Here I've quoted and ported the most important part of that ticket, edited here for a little bit of clarity:

There seems to be, quite apparently, a need for links to why and how in a few points in the user flow @jwold and I worked on earlier this week. He's done a great job kept it pretty generic on that ticket already, but there's two additional pages that would be incredibly valuable to users at 5.0 launch,

  • A "How to Switch" guide that talks about sites with Classic Editor on default going through a testing or transition process. It wouldn't be too technical; more so an encouragement to test, back up, stage, etc. It'd also highlight that switching is probably safe for many users. I know @danielbachhuber did a ton of work in prepping a technical guide that's spot on and quite informative that we should link to, and there is also the Ramp plugin by VIP already mentioned that makes switching in a slower state much easier. There's probably more someone could write on the subject, too, like trying that "Gutenberg" URL above.

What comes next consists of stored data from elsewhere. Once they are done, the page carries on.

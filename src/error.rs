use crate::solve::SolveError;

#[derive(Clone)]
pub struct AppError {
    exit_code: u8,
    message: String,
}

impl AppError {
    pub fn new(exit_code: u8, message: impl Into<String>) -> Self {
        Self {
            exit_code,
            message: message.into(),
        }
    }

    pub fn exit_code(&self) -> u8 {
        self.exit_code
    }
}

impl From<SolveError> for AppError {
    fn from(err: SolveError) -> Self {
        // Validation failures are usage errors, same exit code as bad flags.
        AppError::new(2, err.to_string())
    }
}

impl std::fmt::Display for AppError {
    fn fmt(&self, f: &mut std::fmt::Formatter<'_>) -> std::fmt::Result {
        write!(f, "{}", self.message)
    }
}

impl std::fmt::Debug for AppError {
    fn fmt(&self, f: &mut std::fmt::Formatter<'_>) -> std::fmt::Result {
        f.debug_struct("AppError")
            .field("exit_code", &self.exit_code)
            .field("message", &self.message)
            .finish()
    }
}

impl std::error::Error for AppError {}
//! Sequence solving.
//!
//! Responsibilities:
//!
//! - validate sequence parameters (`n >= 3`, index bounds)
//! - fit the quadratic curve (natural or pinned mode)
//! - materialize the full sequence or answer single-element queries

pub mod quadratic;

pub use quadratic::*;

  • A "Don't be afraid, Gutenberg doesn't kill your classic" article (that probably has a better title) that explains that Legacy support was a requirement for the tooling of the new editor, and that as of now, the "5.0 + Classic Editor plugin" would be 100% the same as "4.9.8 + Gutenberg plugin." It probably attempts to quell discussions of the need for a fork, an LTS or wearing of a tinfoil hat to keep using WordPress. (None of those are needed.) This upgrade path question is what so many people have been clamoring about, and the project needs to address it straight on.

For both, I'd probably talk about the block conversion tooling of Classic-to-Guten and Guten-to-Classic. So much effort went into solving this problem, and that testing, trying and playing is encouraged.

The goal that @jwold and I have in regard to user flow of activation is to allow sites understand what's going on, how they could respond and what they should probably do next, so that they confidently make the choice to switch at this stage if they've actively chosen not to proceed (via installing Classic.) We feel Gutenberg is worth the effort in playing with and converting to from Classic, it's all about how, when and to what extent on a per site basis.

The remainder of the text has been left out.